The flesh is incurably bad. "It does not submit to God's law, nor can it do so" (Romans 8:7b). It never can be any better. It is no use trying to improve the flesh. You may educate it all you please. You may train it by the most approved methods, you may set before it the brightest examples, you may pipe to it or mourn to it, treat it with encouragement or severity; its nature will always be incorrigibly the same.

Like the wild hawk which the little child captures in its infancy and tries to train in the habits of the dove, before you are aware, it will fasten its cruel beak upon the gentle fingers that would caress it, and show the old wild spirit of fear and ferocity. It is a hawk by nature, and it can never be made a dove. "The sinful mind is hostile to God. It does not submit to God's law, nor can it do so" (8:7).
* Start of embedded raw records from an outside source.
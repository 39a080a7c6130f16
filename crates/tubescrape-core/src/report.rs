//! Terminal report of scraped sections

use std::io::{self, Write};

use crate::types::ResultSet;

/// Records shown per section in normal mode
pub const DEFAULT_DISPLAY_LIMIT: usize = 5;

/// Records shown per section in verbose mode
pub const VERBOSE_DISPLAY_LIMIT: usize = 25;

pub fn display_limit(verbose: bool) -> usize {
    if verbose {
        VERBOSE_DISPLAY_LIMIT
    } else {
        DEFAULT_DISPLAY_LIMIT
    }
}

/// Writes the grouped report to `out`
///
/// An empty result set writes nothing. Each section lists up to
/// `display_limit` records numbered from 1, then one "... N more" line if
/// records remain.
pub fn write_report<W: Write>(out: &mut W, results: &ResultSet, display_limit: usize) -> io::Result<()> {
    if results.is_empty() {
        return Ok(());
    }

    writeln!(out)?;
    for section in results.sections() {
        writeln!(out, " :: {}", section.label)?;
        for (i, record) in section.records.iter().take(display_limit).enumerate() {
            writeln!(out, "    {}) {}", i + 1, record)?;
        }
        let remaining = section.records.len().saturating_sub(display_limit);
        if remaining > 0 {
            writeln!(out, "{}... {} more", "\t".repeat(8), remaining)?;
        }
        writeln!(out)?;
    }

    Ok(())
}

/// Prints the grouped report to stdout
pub fn print_report(results: &ResultSet, display_limit: usize) -> io::Result<()> {
    let stdout = io::stdout();
    let mut out = stdout.lock();
    write_report(&mut out, results, display_limit)?;
    out.flush()
}
//! Error types for the listing scraper
//!
//! Every failure of a scrape run maps to one `ScrapeError` variant. None of
//! them are recoverable inside the library; the CLI logs the message and
//! exits with a non-zero status.

use serde::{Serialize, Serializer};
use thiserror::Error;

/// Error type for all scraper operations
///
/// Implements Display for human-readable messages and Serialize
/// (as the display string) for consumers that report errors as JSON.
#[derive(Error, Debug)]
pub enum ScrapeError {
    /// HTTP request failed, including non-2xx responses
    #[error("HTTP request failed: {0}")]
    HttpError(#[from] reqwest::Error),

    /// Failed to parse HTML content or a schema selector
    #[error("Failed to parse HTML: {0}")]
    ParseError(String),

    /// Expected HTML element was not found
    #[error("Element not found: {0}")]
    ElementNotFound(String),

    /// Watch link did not carry a usable video identifier
    #[error("Invalid watch link: {0}")]
    InvalidLink(String),

    /// Homepage contained no section containers
    #[error("No results found")]
    NoSections,

    /// User-Agent pool has no entries
    #[error("Empty user agent list")]
    EmptyUserAgentPool,

    /// Search query is empty or unusable
    #[error("Invalid query: {0}")]
    InvalidQuery(String),
}

impl Serialize for ScrapeError {
    fn serialize<S>(&self, serializer: S) -> std::result::Result<S::Ok, S::Error>
    where
        S: Serializer,
    {
        serializer.serialize_str(&self.to_string())
    }
}

/// Result type alias for scraper operations
pub type Result<T> = std::result::Result<T, ScrapeError>;
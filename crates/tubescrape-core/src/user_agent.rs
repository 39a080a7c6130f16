//! User-Agent rotation
//!
//! Each outbound request gets a User-Agent drawn from a fixed pool of
//! browser strings to get past trivial bot blocking.

use rand::seq::SliceRandom;

use crate::error::{Result, ScrapeError};
use crate::types::truncate_with_ellipsis;

const LOG_PREVIEW_LEN: usize = 64;

const DEFAULT_USER_AGENTS: [&str; 4] = [
    "Mozilla/5.0 (Windows NT 10.0; WOW64) AppleWebKit/537.36 (KHTML, like Gecko) Chrome/59.0.3071.109 Safari/537.36",
    "Mozilla/5.0 (Windows NT 10.0; Win64; x64) AppleWebKit/537.36 (KHTML, like Gecko) Chrome/42.0.2311.135 Safari/537.36 Edge/12.10240",
    "Mozilla/5.0 (Windows NT 10.0; WOW64) AppleWebKit/537.36 (KHTML, like Gecko) Chrome/50.0.2661.87 Safari/537.36 OPR/37.0.2178.31",
    "Mozilla/5.0 (Windows NT 10.0; Win64; x64) AppleWebKit/537.36 (KHTML, like Gecko) Chrome/42.0.2311.135 Safari/537.36 Edge/12.10240",
];

/// Fixed pool of User-Agent header values
#[derive(Debug, Clone, PartialEq, Eq)]
pub struct UserAgentPool {
    agents: Vec<String>,
}

impl UserAgentPool {
    pub fn new<I, S>(agents: I) -> Self
    where
        I: IntoIterator<Item = S>,
        S: Into<String>,
    {
        Self {
            agents: agents.into_iter().map(Into::into).collect(),
        }
    }

    pub fn agents(&self) -> &[String] {
        &self.agents
    }

    /// Returns a User-Agent from the pool
    ///
    /// A single-entry pool always yields that entry; larger pools yield a
    /// uniformly random entry on every call.
    ///
    /// # Errors
    /// `EmptyUserAgentPool` if the pool has no entries
    pub fn get_random(&self) -> Result<&str> {
        match self.agents.as_slice() {
            [] => Err(ScrapeError::EmptyUserAgentPool),
            [only] => Ok(only.as_str()),
            agents => {
                let selected = agents
                    .choose(&mut rand::thread_rng())
                    .ok_or(ScrapeError::EmptyUserAgentPool)?;
                log::debug!(
                    target: "UserAgent::get_random",
                    "\"{}\"",
                    truncate_with_ellipsis(selected, LOG_PREVIEW_LEN)
                );
                Ok(selected.as_str())
            }
        }
    }
}

impl Default for UserAgentPool {
    fn default() -> Self {
        Self::new(DEFAULT_USER_AGENTS)
    }
}
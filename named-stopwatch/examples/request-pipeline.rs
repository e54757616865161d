// Copyright Amazon.com, Inc. or its affiliates. All Rights Reserved.
// SPDX-License-Identifier: Apache-2.0

//! Time a request pipeline whose stages fan out in parallel.
//!
//! Run with `STOPWATCH_DISABLED=1` to see the same code with instrumentation off.

use std::{sync::Arc, time::Duration};

use named_stopwatch::{AnyRegistry, NamedStopwatch, StopwatchConfig, TimeSource};
use tracing::info;

async fn fetch(registry: Arc<AnyRegistry>, shard: u64) {
    // every shard holds "fetch"; it stops once the slowest shard is done
    let _timer = registry.start("fetch");
    tokio::time::sleep(Duration::from_millis(10 * shard)).await;
}

async fn handle_request(registry: Arc<AnyRegistry>) {
    let request = registry.start("request");

    let mut shards = tokio::task::JoinSet::new();
    for shard in 1..=3 {
        shards.spawn(fetch(registry.clone(), shard));
    }
    while shards.join_next().await.is_some() {}

    let render = registry.start("render");
    tokio::time::sleep(Duration::from_millis(5)).await;
    drop(render);

    if let Err(err) = request.stop() {
        tracing::warn!(%err, "request timer was not stopped");
    }
}

#[tokio::main]
async fn main() {
    tracing_subscriber::fmt()
        .with_max_level(tracing::Level::DEBUG)
        .init();

    let config = StopwatchConfig {
        enabled: std::env::var_os("STOPWATCH_DISABLED").is_none(),
        names: vec!["request".into(), "fetch".into(), "render".into()],
        ..Default::default()
    };
    let registry = Arc::new(config.build(TimeSource::System));

    for _ in 0..3 {
        handle_request(registry.clone()).await;
    }

    for (name, elapsed) in registry.snapshot() {
        info!(name, elapsed_ms = elapsed.as_secs_f64() * 1000.0, "total");
    }
}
The only remedy for human nature is to destroy it, and receive instead the divine nature. God does not improve man. He crucifies the natural life with Christ, and then He imparts the resurrection life of Christ and educates the new man into all the maturity of the life divine.
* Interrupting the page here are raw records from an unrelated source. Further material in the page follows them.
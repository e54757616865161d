// Copyright Amazon.com, Inc. or its affiliates. All Rights Reserved.
// SPDX-License-Identifier: Apache-2.0

#![deny(missing_docs)]
#![doc = include_str!("../README.md")]
#![cfg_attr(docsrs, feature(doc_auto_cfg))]

use std::{sync::Arc, time::Duration};

pub mod config;
mod dummy;
mod entry;
mod error;
mod handle;
mod registry;

pub use config::{AnyRegistry, StopwatchConfig};
pub use dummy::DummyRegistry;
pub use error::StopwatchError;
pub use handle::StopHandle;
pub use registry::{StopwatchRegistry, StopwatchRegistryBuilder};

/// Re-export of the clock abstraction used by every registry
pub use named_stopwatch_timesource as timesource;
pub use named_stopwatch_timesource::TimeSource;

/// Operations shared by every stopwatch registry.
///
/// [`StopwatchRegistry`] measures time, [`DummyRegistry`] ignores everything,
/// and [`AnyRegistry`] is whichever of the two configuration picked. Code that
/// records time should take `&impl NamedStopwatch` (or a
/// `dyn NamedStopwatch`) so instrumentation can be switched off without
/// changing it.
///
/// None of these operations panic; lookups of unknown names return zero
/// values.
pub trait NamedStopwatch: Send + Sync {
    /// Register a stopwatch under `name`. Does nothing if it already exists.
    fn add(&self, name: &str);

    /// Register every name in `names`
    fn add_all(&self, names: &[&str]) {
        for name in names {
            self.add(name);
        }
    }

    /// Remove the stopwatch registered under `name`, if any.
    ///
    /// Handles still holding it fail to stop with [`StopwatchError::Deleted`].
    fn delete(&self, name: &str);

    /// Whether a stopwatch is registered under `name`
    fn exists(&self, name: &str) -> bool;

    /// Start (or join) the stopwatch `name`.
    ///
    /// The stopwatch runs until every handle returned by `start` has been
    /// released.
    fn start(&self, name: &str) -> StopHandle;

    /// Total time `name` has been running, including the current run.
    ///
    /// Zero for unknown names.
    fn elapsed(&self, name: &str) -> Duration;

    /// [`elapsed`](Self::elapsed) in seconds
    fn elapsed_secs(&self, name: &str) -> f64 {
        self.elapsed(name).as_secs_f64()
    }

    /// [`elapsed`](Self::elapsed) in milliseconds, keeping sub-millisecond precision
    fn elapsed_millis(&self, name: &str) -> f64 {
        //         milli
        // unit  * ----- = milli
        //         unit
        self.elapsed(name).as_secs_f64() * 1000.0
    }

    /// Zero the total of `name`.
    ///
    /// A running stopwatch keeps running and counts from now; its holders are
    /// untouched.
    fn reset(&self, name: &str) -> Result<(), StopwatchError>;

    /// Whether `name` has at least one outstanding [`StopHandle`]
    fn is_running(&self, name: &str) -> bool;

    /// Add a duration measured elsewhere to the total of `name`
    fn add_elapsed(&self, name: &str, duration: Duration) -> Result<(), StopwatchError>;

    /// Every registered name, sorted
    fn names(&self) -> Vec<String>;

    /// Every registered name with its current elapsed time, sorted by name
    fn snapshot(&self) -> Vec<(String, Duration)>;
}

impl<T: NamedStopwatch + ?Sized> NamedStopwatch for Arc<T> {
    fn add(&self, name: &str) {
        (**self).add(name)
    }

    fn delete(&self, name: &str) {
        (**self).delete(name)
    }

    fn exists(&self, name: &str) -> bool {
        (**self).exists(name)
    }

    fn start(&self, name: &str) -> StopHandle {
        (**self).start(name)
    }

    fn elapsed(&self, name: &str) -> Duration {
        (**self).elapsed(name)
    }

    fn reset(&self, name: &str) -> Result<(), StopwatchError> {
        (**self).reset(name)
    }

    fn is_running(&self, name: &str) -> bool {
        (**self).is_running(name)
    }

    fn add_elapsed(&self, name: &str, duration: Duration) -> Result<(), StopwatchError> {
        (**self).add_elapsed(name, duration)
    }

    fn names(&self) -> Vec<String> {
        (**self).names()
    }

    fn snapshot(&self) -> Vec<(String, Duration)> {
        (**self).snapshot()
    }
}
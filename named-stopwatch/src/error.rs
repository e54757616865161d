// Copyright Amazon.com, Inc. or its affiliates. All Rights Reserved.
// SPDX-License-Identifier: Apache-2.0

use std::fmt;

/// Errors returned by stopwatch operations.
///
/// Lookup misses on queries are not errors; only operations that would
/// otherwise silently hide mis-wired instrumentation report one.
#[derive(Debug, Clone, PartialEq, Eq)]
pub enum StopwatchError {
    /// No stopwatch is registered under this name.
    NotFound(String),
    /// The stopwatch was deleted while a [`StopHandle`](crate::StopHandle) still held it.
    Deleted(String),
}

impl StopwatchError {
    /// The stopwatch name the error refers to
    pub fn name(&self) -> &str {
        match self {
            Self::NotFound(name) | Self::Deleted(name) => name,
        }
    }
}

impl fmt::Display for StopwatchError {
    fn fmt(&self, f: &mut fmt::Formatter<'_>) -> fmt::Result {
        match self {
            Self::NotFound(name) => write!(f, "stopwatch {name:?} is not registered"),
            Self::Deleted(name) => write!(f, "stopwatch {name:?} was deleted while running"),
        }
    }
}

impl std::error::Error for StopwatchError {}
The strongest argument I know for eternal punishment is--eternal sin. When a lost soul gets out into the liberty of eternal sin, it will reach possibilities of wickedness that we can scarcely conceive today, and will sin enough in a single hour to condemn it for a million years.
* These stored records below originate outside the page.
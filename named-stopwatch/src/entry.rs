// Copyright Amazon.com, Inc. or its affiliates. All Rights Reserved.
// SPDX-License-Identifier: Apache-2.0

//! Per-name timer state.
//!
//! An entry accumulates time over the union of its holders' intervals: the
//! run-window opens when the holder count goes 0 → 1 and closes, adding its
//! length to `accumulated`, when it drops back to 0.

use std::{
    sync::{
        Mutex, MutexGuard, PoisonError,
        atomic::{AtomicBool, Ordering},
    },
    time::{Duration, Instant},
};

use named_stopwatch_timesource::TimeSource;

use crate::StopwatchError;

#[derive(Debug, Default)]
struct EntryState {
    accumulated: Duration,
    // Some iff holders > 0
    run_start: Option<Instant>,
    holders: usize,
    deleted: bool,
}

impl EntryState {
    fn acquire(&mut self, now: Instant) {
        if self.holders == 0 {
            self.run_start = Some(now);
        }
        self.holders += 1;
    }

    /// Returns `true` if this release closed the run-window
    fn release(&mut self, now: Instant) -> bool {
        self.holders = self.holders.saturating_sub(1);
        if self.holders > 0 {
            return false;
        }
        if let Some(start) = self.run_start.take() {
            self.accumulated = self
                .accumulated
                .saturating_add(now.saturating_duration_since(start));
        }
        true
    }

    fn elapsed(&self, now: Instant) -> Duration {
        let in_flight = self
            .run_start
            .map(|start| now.saturating_duration_since(start))
            .unwrap_or_default();
        self.accumulated.saturating_add(in_flight)
    }

    fn reset(&mut self, now: Instant) {
        self.accumulated = Duration::ZERO;
        if self.run_start.is_some() {
            self.run_start = Some(now);
        }
    }
}

/// A named timer shared between the registry and outstanding stop handles
#[derive(Debug)]
pub(crate) struct TimerEntry {
    name: String,
    state: Mutex<EntryState>,
}

impl TimerEntry {
    pub(crate) fn new(name: impl Into<String>) -> Self {
        Self {
            name: name.into(),
            state: Mutex::default(),
        }
    }

    pub(crate) fn name(&self) -> &str {
        &self.name
    }

    // Every critical section leaves the state consistent, so a poisoned lock
    // is safe to keep using.
    fn lock(&self) -> MutexGuard<'_, EntryState> {
        self.state.lock().unwrap_or_else(PoisonError::into_inner)
    }

    /// Register one more holder. Returns `false` if the entry was deleted.
    pub(crate) fn acquire(&self, time_source: &TimeSource) -> bool {
        let mut state = self.lock();
        if state.deleted {
            return false;
        }
        state.acquire(time_source.now());
        true
    }

    /// Release one holder's claim, at most once per `released` flag.
    ///
    /// The flag is flipped while holding the entry lock, so concurrent
    /// releases of the same claim decrement exactly once. Returns whether the
    /// run-window closed.
    pub(crate) fn release(
        &self,
        time_source: &TimeSource,
        released: &AtomicBool,
    ) -> Result<bool, StopwatchError> {
        let mut state = self.lock();
        if released.swap(true, Ordering::AcqRel) {
            return Ok(false);
        }
        if state.deleted {
            return Err(StopwatchError::Deleted(self.name.clone()));
        }
        Ok(state.release(time_source.now()))
    }

    pub(crate) fn elapsed(&self, time_source: &TimeSource) -> Duration {
        let state = self.lock();
        state.elapsed(time_source.now())
    }

    pub(crate) fn is_running(&self) -> bool {
        self.lock().holders > 0
    }

    pub(crate) fn reset(&self, time_source: &TimeSource) -> Result<(), StopwatchError> {
        let mut state = self.lock();
        if state.deleted {
            return Err(StopwatchError::NotFound(self.name.clone()));
        }
        state.reset(time_source.now());
        Ok(())
    }

    pub(crate) fn add_elapsed(&self, duration: Duration) -> Result<(), StopwatchError> {
        let mut state = self.lock();
        if state.deleted {
            return Err(StopwatchError::NotFound(self.name.clone()));
        }
        state.accumulated = state.accumulated.saturating_add(duration);
        Ok(())
    }

    pub(crate) fn mark_deleted(&self) {
        self.lock().deleted = true;
    }
}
No, if the hallowed influences of Christianity and the Holy Spirit do not bring men to God, the atmosphere of perdition will certainly accomplish less. The wretched soul will grow more miserable and more malignant through the everlasting ages, and "evil men and impostors will go from bad to worse, deceiving and being deceived" (2 Timothy 3:13).

SECTION II--The Life of the Spirit

In contrast with the flesh, this chapter unfolds the fruits of the indwelling Spirit in the believer's life.

1. No Condemnation

There is no condemnation: "Therefore, there is now no condemnation for those who are in Christ Jesus" (Romans 8:1). This is essential to progress in holiness. We must keep in the light of God's love and the full assurance of His acceptance if we would grow in grace; but it is not until we receive the Holy Spirit and come into this deeper union with Christ, expressed by the phrase "unto Christ," that we pass out of condemnation and begin to live in the perpetual light of His countenance. The unsanctified soul is always getting into condemnation; it is ever sinning and repenting and trying to come out from under the shadow of God's displeasure.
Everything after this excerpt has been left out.